Magnetic Resonance Imaging (MRI) is an indispensable tool in modern medical diagnosis, providing detailed anatomical and functional information. However, inherent limitations in MRI hardware, clinical workflow demands for faster acquisition times, energy and cost considerations often result in images acquired at lower resolutions (e.g., using 1.5T scanners or fast-scanning protocols). Lower resolution can compromise diagnostic accuracy, particularly for subtle pathologies or fine anatomical details. This project aims to develop and validate a deep learning-based super-resolution algorithm to computationally enhance the resolution of MRI images, effectively reconstructing high-resolution (HR) images comparable to those from 3T scans or full-resolution acquisitions, starting from lower resolution (LR) inputs. This technology has the potential to improve diagnostic confidence, reduce the need for repeat scans, and broaden access to high-quality MRI in resource-constrained environments.

This project will focus on developing a robust and effective MRI super-resolution algorithm using machine learning. The project will leverage the power of deep learning to learn complex mappings from low-resolution MRI data to high-resolution representations. A key aspect of the project is the creation of a realistic training dataset. This will be achieved by simulating lower resolution MRI images from existing high-resolution datasets. The simulation process will involve manipulating the k-space representation of HR images to mimic the effects of lower resolution acquisition, considering factors like k-space undersampling and imaging sequence characteristics. This simulated LR-HR image dataset will then be used to train and rigorously validate a chosen super-resolution machine learning model. The project will encompass three core stages: (1) developing a realistic k-space simulation pipeline for generating LR-HR image pairs; (2) designing, implementing, and training a deep learning-based super-resolution technique; and (3) comprehensive evaluation and iterative refinement of the super-resolution performance.

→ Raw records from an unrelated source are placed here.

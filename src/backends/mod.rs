// backends/mod.rs - AI providers that turn a transcript into a Markdown brief
// OpenAI and Perplexity speak the same chat-completions protocol and share one
// implementation; Anthropic has its own message envelope.

use std::fmt;
use std::str::FromStr;
use std::time::Duration;
use async_trait::async_trait;
use thiserror::Error;

pub mod anthropic;
pub mod factory;
pub mod openai_compatible;

pub use anthropic::AnthropicBackend;
pub use factory::BackendRegistry;
pub use openai_compatible::OpenAiCompatibleBackend;

pub const SUMMARIZATION_PROMPT: &str = include_str!("summarization_prompt.txt");
pub const MAX_OUTPUT_TOKENS: u32 = 1500;
pub const TEMPERATURE: f32 = 0.3;
pub const REQUEST_TIMEOUT: Duration = Duration::from_secs(120);

#[derive(Debug, Clone, Copy, PartialEq, Eq, Hash)]
pub enum BackendKind {
    OpenAi,
    Anthropic,
    Perplexity,
}

impl BackendKind {
    /// Credential probe order used when no backend is named explicitly.
    pub const DETECTION_ORDER: [BackendKind; 3] = [BackendKind::OpenAi, BackendKind::Anthropic, BackendKind::Perplexity];

    /// Provider name used in user-facing messages.
    pub fn display_name(self) -> &'static str {
        match self {
            BackendKind::OpenAi => "OpenAI",
            BackendKind::Anthropic => "Anthropic",
            BackendKind::Perplexity => "Perplexity",
        }
    }

    pub fn api_key_var(self) -> &'static str {
        match self {
            BackendKind::OpenAi => "OPENAI_API_KEY",
            BackendKind::Anthropic => "ANTHROPIC_API_KEY",
            BackendKind::Perplexity => "PERPLEXITY_API_KEY",
        }
    }

    pub fn model_var(self) -> &'static str {
        match self {
            BackendKind::OpenAi => "OPENAI_MODEL",
            BackendKind::Anthropic => "ANTHROPIC_MODEL",
            BackendKind::Perplexity => "PERPLEXITY_MODEL",
        }
    }

    pub fn default_model(self) -> &'static str {
        match self {
            BackendKind::OpenAi => "gpt-4o-mini",
            BackendKind::Anthropic => "claude-sonnet-4-20250514",
            BackendKind::Perplexity => "llama-3.1-sonar-small-128k-online",
        }
    }

    pub fn default_base_url(self) -> &'static str {
        match self {
            BackendKind::OpenAi => "https://api.openai.com/v1",
            BackendKind::Anthropic => "https://api.anthropic.com/v1",
            BackendKind::Perplexity => "https://api.perplexity.ai",
        }
    }
}

impl fmt::Display for BackendKind {
    fn fmt(&self, f: &mut fmt::Formatter<'_>) -> fmt::Result {
        f.write_str(self.display_name())
    }
}

impl FromStr for BackendKind {
    type Err = String;

    fn from_str(s: &str) -> Result<Self, Self::Err> {
        match s.trim().to_lowercase().as_str() {
            "openai" => Ok(BackendKind::OpenAi),
            "anthropic" => Ok(BackendKind::Anthropic),
            "perplexity" => Ok(BackendKind::Perplexity),
            other => Err(format!("Unknown AI backend type: {}", other)),
        }
    }
}

/// Everything a backend needs to talk to its provider.
#[derive(Debug, Clone)]
pub struct BackendConfig {
    pub api_key: String,
    pub model: String,
    pub base_url: String,
}

#[derive(Debug, Clone, Copy, PartialEq, Eq)]
pub enum SummarizationErrorCode {
    RateLimited,
    ApiError,
    Unknown,
}

impl fmt::Display for SummarizationErrorCode {
    fn fmt(&self, f: &mut fmt::Formatter<'_>) -> fmt::Result {
        let code = match self {
            SummarizationErrorCode::RateLimited => "RATE_LIMITED",
            SummarizationErrorCode::ApiError => "API_ERROR",
            SummarizationErrorCode::Unknown => "UNKNOWN",
        };
        f.write_str(code)
    }
}

#[derive(Debug, Clone, PartialEq, Eq, Error)]
#[error("{message}")]
pub struct SummarizationError {
    pub code: SummarizationErrorCode,
    pub message: String,
}

impl SummarizationError {
    pub fn api_error(message: impl Into<String>) -> Self {
        Self {
            code: SummarizationErrorCode::ApiError,
            message: message.into(),
        }
    }

    pub fn empty_response(kind: BackendKind) -> Self {
        Self::api_error(format!("{} returned an empty response.", kind))
    }

    /// Sorts a provider failure by the wording of its message. Rate limiting
    /// wins over auth/API failures when both match.
    pub fn classify(kind: BackendKind, raw: &str) -> Self {
        if raw.contains("rate limit") || raw.contains("429") {
            return Self {
                code: SummarizationErrorCode::RateLimited,
                message: format!("Rate limited by {}. Please try again later.", kind),
            };
        }

        if raw.contains("API") || raw.contains("401") || raw.contains("403") {
            return Self::api_error(format!("{} API error: {}", kind, raw));
        }

        Self {
            code: SummarizationErrorCode::Unknown,
            message: format!("{} failed to summarize transcript: {}", kind, raw),
        }
    }
}

/// A provider able to summarize a transcript. Implementations never panic on
/// provider failures; every failure comes back as a `SummarizationError`.
#[async_trait]
pub trait SummarizerBackend: Send + Sync {
    fn kind(&self) -> BackendKind;

    fn model(&self) -> &str;

    async fn summarize(&self, transcript: &str, video_id: &str) -> Result<String, SummarizationError>;
}

pub fn user_message(video_id: &str, transcript: &str) -> String {
    format!(
        "Please summarize the following YouTube video transcript (Video ID: {}):\n\n{}",
        video_id, transcript
    )
}
// facts.rs - "Did you know?" trivia shown while a summary is being prepared

use std::time::Duration;
use async_trait::async_trait;
use log::debug;
use serde::Deserialize;

use crate::http::build_client;
use crate::youtube::transcript::BoxError;

pub const RANDOM_FACT_URL: &str = "https://uselessfacts.jsph.pl/api/v2/facts/random?language=en";
pub const FACT_TIMEOUT: Duration = Duration::from_secs(2);

/// A source of short trivia. Never fails: no fact is just `None`.
#[async_trait]
pub trait FactSource: Send + Sync {
    async fn random_fact(&self) -> Option<String>;
}

#[derive(Debug, Deserialize)]
struct FactResponse {
    text: Option<String>,
}

pub struct RandomFactClient {
    client: reqwest::Client,
    url: String,
}

impl RandomFactClient {
    pub fn new() -> Result<Self, BoxError> {
        Ok(Self {
            client: build_client(FACT_TIMEOUT)?,
            url: RANDOM_FACT_URL.to_string(),
        })
    }

    async fn request_fact(&self) -> Result<Option<String>, BoxError> {
        let response = self
            .client
            .get(&self.url)
            .header(reqwest::header::ACCEPT, "application/json")
            .send()
            .await?;

        if !response.status().is_success() {
            return Err(format!("fact service returned {}", response.status()).into());
        }

        let body: FactResponse = response.json().await?;
        Ok(body.text.map(|t| t.trim().to_string()).filter(|t| !t.is_empty()))
    }
}

#[async_trait]
impl FactSource for RandomFactClient {
    async fn random_fact(&self) -> Option<String> {
        match self.request_fact().await {
            Ok(fact) => fact,
            Err(e) => {
                debug!("🤷 No fun fact this time: {}", e);
                None
            }
        }
    }
}

/// Asks `source` for a fact but gives up after `limit`.
pub async fn fact_within(source: &dyn FactSource, limit: Duration) -> Option<String> {
    match tokio::time::timeout(limit, source.random_fact()).await {
        Ok(fact) => fact,
        Err(_) => {
            debug!("⏱️ Fun fact lookup timed out after {:?}", limit);
            None
        }
    }
}
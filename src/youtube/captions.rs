// captions.rs - Caption scraping straight from youtube.com
// Reads ytInitialPlayerResponse from the watch page, picks a caption track
// (English first) and parses its timedtext XML into segments. Failures are
// phrased so TranscriptError::classify can sort them.

use std::time::Duration;
use async_trait::async_trait;
use log::{debug, info};
use once_cell::sync::Lazy;
use regex::Regex;
use serde::Deserialize;

use crate::http::{build_client, describe_failure, BROWSER_USER_AGENT};
use crate::youtube::transcript::{BoxError, TranscriptSegment, TranscriptSource};

const WATCH_URL: &str = "https://www.youtube.com/watch";
const PLAYER_RESPONSE_MARKER: &str = "ytInitialPlayerResponse = ";

static CAPTION_LINE_REGEX: Lazy<Regex> = Lazy::new(|| {
    Regex::new(r#"(?s)<text start="([^"]*)"(?: dur="([^"]*)")?[^>]*>(.*?)</text>"#)
        .expect("Invalid caption line regex pattern")
});

// Only real tag shapes; decoded comparisons like "x < 5 and y > 3" stay
static INNER_TAG_REGEX: Lazy<Regex> = Lazy::new(|| {
    Regex::new(r"</?[A-Za-z][A-Za-z0-9]*(?:\s[^<>]*)?>").expect("Invalid tag regex pattern")
});

#[derive(Debug, Deserialize)]
#[serde(rename_all = "camelCase")]
struct PlayerResponse {
    playability_status: Option<PlayabilityStatus>,
    captions: Option<Captions>,
}

#[derive(Debug, Deserialize)]
struct PlayabilityStatus {
    status: Option<String>,
    reason: Option<String>,
}

#[derive(Debug, Deserialize)]
#[serde(rename_all = "camelCase")]
struct Captions {
    player_captions_tracklist_renderer: Option<TracklistRenderer>,
}

#[derive(Debug, Deserialize)]
#[serde(rename_all = "camelCase")]
struct TracklistRenderer {
    #[serde(default)]
    caption_tracks: Vec<CaptionTrack>,
}

#[derive(Debug, Clone, Deserialize)]
#[serde(rename_all = "camelCase")]
struct CaptionTrack {
    base_url: String,
    language_code: Option<String>,
}

pub struct YoutubeCaptionSource {
    client: reqwest::Client,
}

impl YoutubeCaptionSource {
    pub fn new() -> Result<Self, BoxError> {
        Ok(Self {
            client: build_client(Duration::from_secs(30))?,
        })
    }

    async fn fetch_watch_page(&self, video_id: &str) -> Result<String, BoxError> {
        let response = self
            .client
            .get(WATCH_URL)
            .query(&[("v", video_id)])
            .header(reqwest::header::USER_AGENT, BROWSER_USER_AGENT)
            .header(reqwest::header::ACCEPT_LANGUAGE, "en-US,en;q=0.9")
            .send()
            .await?;

        if !response.status().is_success() {
            return Err(format!("Could not get the transcript: watch page returned {}", describe_failure(response).await).into());
        }

        Ok(response.text().await?)
    }
}

#[async_trait]
impl TranscriptSource for YoutubeCaptionSource {
    async fn fetch_segments(&self, video_id: &str) -> Result<Vec<TranscriptSegment>, BoxError> {
        debug!("🎥 Fetching watch page for {}", video_id);
        let html = self.fetch_watch_page(video_id).await?;

        if html.contains("class=\"g-recaptcha\"") {
            return Err("YouTube is receiving too many requests from this IP and now requires solving a captcha".into());
        }

        let player = extract_player_response(&html)
            .ok_or("Could not get the transcript: player response missing from watch page")?;

        let track = select_caption_track(video_id, &player)?;
        debug!("🔤 Using caption track '{}' for {}", track.language_code.as_deref().unwrap_or("?"), video_id);

        let response = self
            .client
            .get(&track.base_url)
            .header(reqwest::header::USER_AGENT, BROWSER_USER_AGENT)
            .send()
            .await?;

        if !response.status().is_success() {
            return Err(format!("Could not get the transcript: {}", describe_failure(response).await).into());
        }

        let xml = response.text().await?;
        let segments = parse_caption_xml(&xml);
        info!("✅ Fetched {} caption segments for {}", segments.len(), video_id);
        Ok(segments)
    }
}

// The player response is a JSON object embedded in a script tag; decode exactly
// one value starting at the marker and ignore the trailing script.
fn extract_player_response(html: &str) -> Option<PlayerResponse> {
    let start = html.find(PLAYER_RESPONSE_MARKER)? + PLAYER_RESPONSE_MARKER.len();
    let mut values = serde_json::Deserializer::from_str(&html[start..]).into_iter::<PlayerResponse>();
    values.next()?.ok()
}

fn select_caption_track(video_id: &str, player: &PlayerResponse) -> Result<CaptionTrack, BoxError> {
    if let Some(playability) = &player.playability_status {
        let status = playability.status.as_deref().unwrap_or("UNKNOWN");
        if status != "OK" {
            debug!(
                "🚫 Playability for {} is {}: {}",
                video_id,
                status,
                playability.reason.as_deref().unwrap_or("no reason given")
            );
            return Err(format!("Video unavailable ({})", status).into());
        }
    }

    let tracks = player
        .captions
        .as_ref()
        .and_then(|c| c.player_captions_tracklist_renderer.as_ref())
        .map(|r| r.caption_tracks.as_slice())
        .unwrap_or_default();

    tracks
        .iter()
        .find(|track| {
            track
                .language_code
                .as_deref()
                .map(|code| code.starts_with("en"))
                .unwrap_or(false)
        })
        .or_else(|| tracks.first())
        .cloned()
        .ok_or_else(|| format!("Transcript is disabled on this video ({})", video_id).into())
}

fn parse_caption_xml(xml: &str) -> Vec<TranscriptSegment> {
    CAPTION_LINE_REGEX
        .captures_iter(xml)
        .filter_map(|caps| {
            let offset = caps.get(1)?.as_str().parse::<f64>().unwrap_or(0.0);
            let duration = caps
                .get(2)
                .and_then(|d| d.as_str().parse::<f64>().ok())
                .unwrap_or(0.0);
            let raw = caps.get(3)?.as_str();
            let text = decode_html_entities(&INNER_TAG_REGEX.replace_all(&decode_html_entities(raw), ""));
            let text = text.split_whitespace().collect::<Vec<_>>().join(" ");

            if text.is_empty() {
                None
            } else {
                Some(TranscriptSegment { text, duration, offset })
            }
        })
        .collect()
}

// Caption XML is often double-escaped (&amp;#39;), so &amp; goes first.
fn decode_html_entities(text: &str) -> String {
    let mut result = text.to_string();

    let entities = [
        ("&amp;", "&"),
        ("&lt;", "<"),
        ("&gt;", ">"),
        ("&quot;", "\""),
        ("&#39;", "'"),
        ("&#x27;", "'"),
        ("&nbsp;", " "),
    ];

    for (entity, replacement) in entities.iter() {
        result = result.replace(entity, replacement);
    }

    result
}
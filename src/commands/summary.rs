// summary.rs - Explicit summarization command
// `^summary <url>` runs the same pipeline as auto-detection but for the first
// link only, and tells the user when there is nothing to summarize.

use log::info;
use serenity::{
    client::Context,
    framework::standard::{macros::command, Args, CommandResult},
    model::channel::Message,
};
use uuid::Uuid;

use crate::discord::ChannelConversation;
use crate::youtube::{Conversation, ProcessOptions};
use crate::{BotPrefix, SummarizerKey}; // TypeMap keys defined in main.rs

pub const NO_LINK_MESSAGE: &str = "**Error:** No valid YouTube URL found.\n\nPlease provide a valid YouTube link.";

pub fn usage_message(prefix: &str) -> String {
    format!(
        "**Usage:** `{p}summary <YouTube URL>`\n\nExample: `{p}summary https://www.youtube.com/watch?v=dQw4w9WgXcQ`",
        p = prefix
    )
}

#[command]
#[aliases("sum", "summarize")]
/// Summarize a single YouTube video: ^summary <url>
pub async fn summary(ctx: &Context, msg: &Message, args: Args) -> CommandResult {
    let command_uuid = Uuid::new_v4();
    info!("📺 Summary command {} from {} ({})", command_uuid, msg.author.name, msg.author.id);

    let (summarizer, prefix) = {
        let data = ctx.data.read().await;
        (data.get::<SummarizerKey>().cloned(), data.get::<BotPrefix>().cloned())
    };
    let summarizer = summarizer.ok_or("Summary pipeline is not initialised")?;

    let input = args.message().trim();
    if input.is_empty() {
        let prefix = prefix.unwrap_or_default();
        msg.reply(ctx, usage_message(&prefix)).await?;
        return Ok(());
    }

    let conversation = ChannelConversation::new(ctx.http.clone(), msg.channel_id);
    let outcome = summarizer
        .process(input, &conversation, ProcessOptions { max_links: Some(1) })
        .await?;

    if outcome.found == 0 {
        conversation.send_markdown(NO_LINK_MESSAGE).await?;
    }

    info!("📺 Summary command {} done: {:?}", command_uuid, outcome);
    Ok(())
}
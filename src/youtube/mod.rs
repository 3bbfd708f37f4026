// youtube/mod.rs - Link detection, transcripts, caching and the summary pipeline

pub mod cache;
pub mod captions;
pub mod facts;
pub mod links;
pub mod processor;
pub mod transcript;

pub use cache::SummaryCache;
pub use captions::YoutubeCaptionSource;
pub use facts::RandomFactClient;
pub use processor::{Conversation, ProcessOptions, VideoSummarizer};
pub use transcript::{BoxError, TranscriptFetcher};
// commands/mod.rs - Prefix command registry

pub mod help;           // Usage, supported link formats and the DM welcome
pub mod summary;        // Explicit single-link summarization

use serenity::framework::standard::macros::group;

use crate::commands::help::HELP_COMMAND;
use crate::commands::summary::SUMMARY_COMMAND;

#[group]
#[commands(help, summary)]
pub struct General;

// Names and aliases of every command in the General group
pub const COMMAND_NAMES: &[&str] = &["help", "h", "commands", "summary", "sum", "summarize"];

/// Whether the auto-detect handler should scan a message. The framework owns
/// prefixed messages everywhere and, because DMs need no prefix, bare command
/// words in DMs too.
pub fn should_auto_detect(content: &str, is_private: bool, prefix: &str) -> bool {
    if content.starts_with(prefix) {
        return false;
    }

    if is_private {
        if let Some(word) = content.split_whitespace().next() {
            let word = word.to_lowercase();
            if COMMAND_NAMES.contains(&word.as_str()) {
                return false;
            }
        }
    }

    true
}

#[cfg(test)]
mod tests {
    use super::*;

    #[test]
    fn test_guild_messages_are_scanned_unless_prefixed() {
        assert!(should_auto_detect("look at https://youtu.be/dQw4w9WgXcQ", false, "^"));
        assert!(!should_auto_detect("^sum https://youtu.be/dQw4w9WgXcQ", false, "^"));
        // Without a prefix a guild message is not a command
        assert!(should_auto_detect("sum https://youtu.be/dQw4w9WgXcQ", false, "^"));
    }

    #[test]
    fn test_dm_commands_without_prefix_are_left_to_framework() {
        assert!(!should_auto_detect("sum https://youtu.be/dQw4w9WgXcQ", true, "^"));
        assert!(!should_auto_detect("SUMMARIZE https://youtu.be/dQw4w9WgXcQ", true, "^"));
        assert!(!should_auto_detect("help", true, "^"));
        assert!(!should_auto_detect("^summary https://youtu.be/dQw4w9WgXcQ", true, "^"));
    }

    #[test]
    fn test_dm_links_are_scanned() {
        assert!(should_auto_detect("https://youtu.be/dQw4w9WgXcQ", true, "^"));
        assert!(should_auto_detect("summaries please https://youtu.be/dQw4w9WgXcQ", true, "^"));
        assert!(should_auto_detect("", true, "^"));
    }
}
mod backends;
mod commands;
mod config;
mod console;
mod discord;
mod http;
mod youtube;

use std::sync::Arc;
use log::{debug, error, info, warn};
use serenity::{
    async_trait,
    client::{Client, Context, EventHandler},
    framework::standard::StandardFramework,
    model::{channel::Message, gateway::Ready},
    prelude::{GatewayIntents, TypeMapKey},
};
use tokio::signal;
use tokio::sync::mpsc;

use crate::backends::BackendRegistry;
use crate::commands::help::{welcome_text, WelcomeTracker};
use crate::commands::{should_auto_detect, GENERAL_GROUP};
use crate::config::{cache_ttl, load_bot_config, BotSettings, Env};
use crate::discord::ChannelConversation;
use crate::youtube::cache::SWEEP_INTERVAL;
use crate::youtube::{
    Conversation, ProcessOptions, RandomFactClient, SummaryCache, TranscriptFetcher, VideoSummarizer,
    YoutubeCaptionSource,
};

// TypeMap key for the shared summary pipeline
pub struct SummarizerKey;
impl TypeMapKey for SummarizerKey {
    type Value = Arc<VideoSummarizer>;
}

// TypeMap key for the configured command prefix
pub struct BotPrefix;
impl TypeMapKey for BotPrefix {
    type Value = String;
}

// Event handler: every ordinary message is scanned for YouTube links
struct Handler {
    prefix: String,
    summarizer: Arc<VideoSummarizer>,
    welcomed: WelcomeTracker,
}

#[async_trait]
impl EventHandler for Handler {
    async fn ready(&self, _: Context, ready: Ready) {
        info!("✅ Bot connected as {}! ({} guilds)", ready.user.name, ready.guilds.len());
    }

    async fn message(&self, ctx: Context, msg: Message) {
        if msg.author.bot {
            return;
        }

        let is_private = msg.guild_id.is_none();
        let conversation = ChannelConversation::new(ctx.http.clone(), msg.channel_id);

        if is_private && self.welcomed.first_contact(msg.author.id).await {
            info!("👋 First DM from {} ({}), sending welcome", msg.author.name, msg.author.id);
            if let Err(e) = conversation.send_markdown(&welcome_text(&self.prefix)).await {
                error!("❌ Failed to send welcome to {}: {}", msg.author.id, e);
            }
        }

        // Commands are handled by the framework
        if !should_auto_detect(&msg.content, is_private, &self.prefix) {
            return;
        }

        match self
            .summarizer
            .process(&msg.content, &conversation, ProcessOptions::default())
            .await
        {
            Ok(outcome) if outcome.found > 0 => {
                info!(
                    "📺 Auto-summarized {}/{} link(s) from {} in {}",
                    outcome.processed, outcome.found, msg.author.name, msg.channel_id
                );
            }
            Ok(_) => {}
            Err(e) => error!("❌ Failed to deliver summary to {}: {}", msg.channel_id, e),
        }
    }
}

fn build_summarizer(env: &Env) -> Result<Arc<VideoSummarizer>, Box<dyn std::error::Error + Send + Sync>> {
    let registry = Arc::new(BackendRegistry::from_env(env.clone()));
    // Fail at startup rather than on the first video
    registry.current()?;

    let ttl = cache_ttl(env);
    let cache = SummaryCache::with_sweeper(ttl, SWEEP_INTERVAL);
    debug!("💾 Summary cache TTL {}s, sweep every {}s", ttl.as_secs(), SWEEP_INTERVAL.as_secs());

    let transcripts = TranscriptFetcher::new(Arc::new(YoutubeCaptionSource::new()?));
    let facts = Arc::new(RandomFactClient::new()?);

    Ok(Arc::new(VideoSummarizer::new(cache, transcripts, registry, facts)))
}

#[tokio::main]
async fn main() {
    // Initialize logger - must be done before any logging calls
    env_logger::Builder::from_env(env_logger::Env::default().default_filter_or("info"))
        .format_timestamp_secs()
        .init();

    info!("🚀 YouTube summary bot starting up...");

    if load_bot_config().is_none() {
        warn!("⚠️ No botconfig.txt found; relying on environment variables");
    }

    let env = Env::process();

    let settings = match BotSettings::from_env(&env) {
        Ok(settings) => settings,
        Err(e) => {
            error!("❌ {}", e);
            eprintln!("Create a botconfig.txt file in the project root with: DISCORD_TOKEN=your_token_here and PREFIX=^");
            return;
        }
    };

    let summarizer = match build_summarizer(&env) {
        Ok(summarizer) => summarizer,
        Err(e) => {
            error!("❌ Could not set up the summary pipeline: {}", e);
            return;
        }
    };

    info!("🤖 Starting bot with prefix: '{}'", settings.prefix);

    let prefix = settings.prefix.clone();
    let framework = StandardFramework::new()
        .configure(|c| {
            c.prefix(&prefix)
                .case_insensitivity(true)
                .no_dm_prefix(true)
                .with_whitespace(true)
        })
        .after(|_ctx, msg, command_name, result| {
            Box::pin(async move {
                if let Err(e) = result {
                    error!("❌ Command '{}' failed for user {} ({}): {:?}", command_name, msg.author.name, msg.author.id, e);
                }
            })
        })
        .group(&GENERAL_GROUP);

    let intents = GatewayIntents::non_privileged() | GatewayIntents::MESSAGE_CONTENT;

    let handler = Handler {
        prefix: settings.prefix.clone(),
        summarizer: summarizer.clone(),
        welcomed: WelcomeTracker::default(),
    };

    let mut client = match Client::builder(&settings.token, intents)
        .event_handler(handler)
        .framework(framework)
        .await
    {
        Ok(client) => client,
        Err(e) => {
            error!("❌ Error creating Discord client: {:?}", e);
            summarizer.cache().stop_sweeper();
            return;
        }
    };

    {
        let mut data = client.data.write().await;
        data.insert::<SummarizerKey>(summarizer.clone());
        data.insert::<BotPrefix>(settings.prefix.clone());
    }

    let (shutdown_tx, mut shutdown_rx) = mpsc::channel::<String>(1);
    let cmd_task = tokio::spawn(console::handle_command_line(shutdown_tx, summarizer.clone()));

    info!("🚀 Bot is running... use 'quit' to stop gracefully, or press Ctrl+C");
    tokio::select! {
        _ = signal::ctrl_c() => {
            info!("⏹️ Received Ctrl+C, stopping bot gracefully...");
        }
        shutdown_signal = shutdown_rx.recv() => {
            if let Some(signal) = shutdown_signal {
                info!("📡 Received '{}' command, stopping bot gracefully...", signal);
            }
        }
        result = client.start() => {
            if let Err(why) = result {
                error!("❌ Client error: {:?}", why);
            }
        }
    }

    client.shard_manager.lock().await.shutdown_all().await;
    summarizer.cache().stop_sweeper();
    cmd_task.abort();

    info!("✅ Bot stopped");
}
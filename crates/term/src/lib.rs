//! Terminal "game renderer" module.
//!
//! This is a small, game-oriented rendering layer for terminal gameplay.
//! It intentionally avoids widget toolkits and instead renders into a simple
//! framebuffer that can be flushed to a terminal backend.
//!
//! Goals:
//! - Keep `core` deterministic and testable
//! - Share one layout between drawing and mouse hit testing
//! - Allow precise control over aspect ratio (e.g. 2 chars wide per row)

pub mod fb;
pub mod game_view;
pub mod renderer;

pub use queen_step_core as core;
pub use queen_step_types as types;

pub use fb::{Cell, CellStyle, FrameBuffer, Rgb};
pub use game_view::{BoardLayout, GameView, PromptView, ToolbarButton, ViewHit, Viewport};
pub use renderer::{encode_diff_into, encode_full_into, TerminalRenderer};
//! Queen Step (workspace facade crate).
//!
//! Re-exports the workspace crates under `queen_step::{core,input,term,types}`
//! and hosts the pieces that tie them together: configuration, logging and the
//! [`App`] controller driven by the binary's event loop.

pub mod app;
pub mod config;
pub mod logging;

pub use queen_step_core as core;
pub use queen_step_input as input;
pub use queen_step_term as term;
pub use queen_step_types as types;

pub use app::{App, Flow};
pub use config::AppConfig;
pub use logging::init_logging;
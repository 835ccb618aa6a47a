use thiserror::Error;

use crate::types::{MAX_BOARD_SIZE, MIN_BOARD_SIZE};

/// Rejected board-size input.
///
/// This is the only failure the game knows about. It is reported back to the
/// size prompt and never touches the running session.
#[derive(Debug, Clone, PartialEq, Eq, Error)]
pub enum BoardSizeError {
    #[error("enter a whole number, got {0:?}")]
    NotANumber(String),
    #[error("size must be between {} and {}, got {}", MIN_BOARD_SIZE, MAX_BOARD_SIZE, .0)]
    OutOfRange(i64),
}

Several deep learning architectures are well-suited for image super-resolution and could be explored in this project. Convolutional Neural Networks (CNNs), including architectures like SRCNN, EDSR, or RRDB, are a strong starting point. Generative Adversarial Networks (GANs) could also be investigated for generating perceptually realistic HR images, potentially using loss functions that combine pixel-wise similarity with perceptual metrics. More recent approaches using transformers, which have shown promise in various image tasks, could also be considered for their ability to capture long-range dependencies in MRI data. The project will involve careful selection of a suitable architecture, optimization of network parameters, and experimentation with different loss functions and training strategies to achieve optimal super-resolution performance. Performance will be evaluated using quantitative metrics such as Peak Signal-to-Noise Ratio (PSNR) and Structural Similarity Index (SSIM). Further refinement may involve incorporating domain-specific knowledge of MRI physics and image characteristics into the network design or training process. For an advanced solution it is important to note that 1.5T and 3T MRI have different characteristics and it is not simply about changing the resolution of images.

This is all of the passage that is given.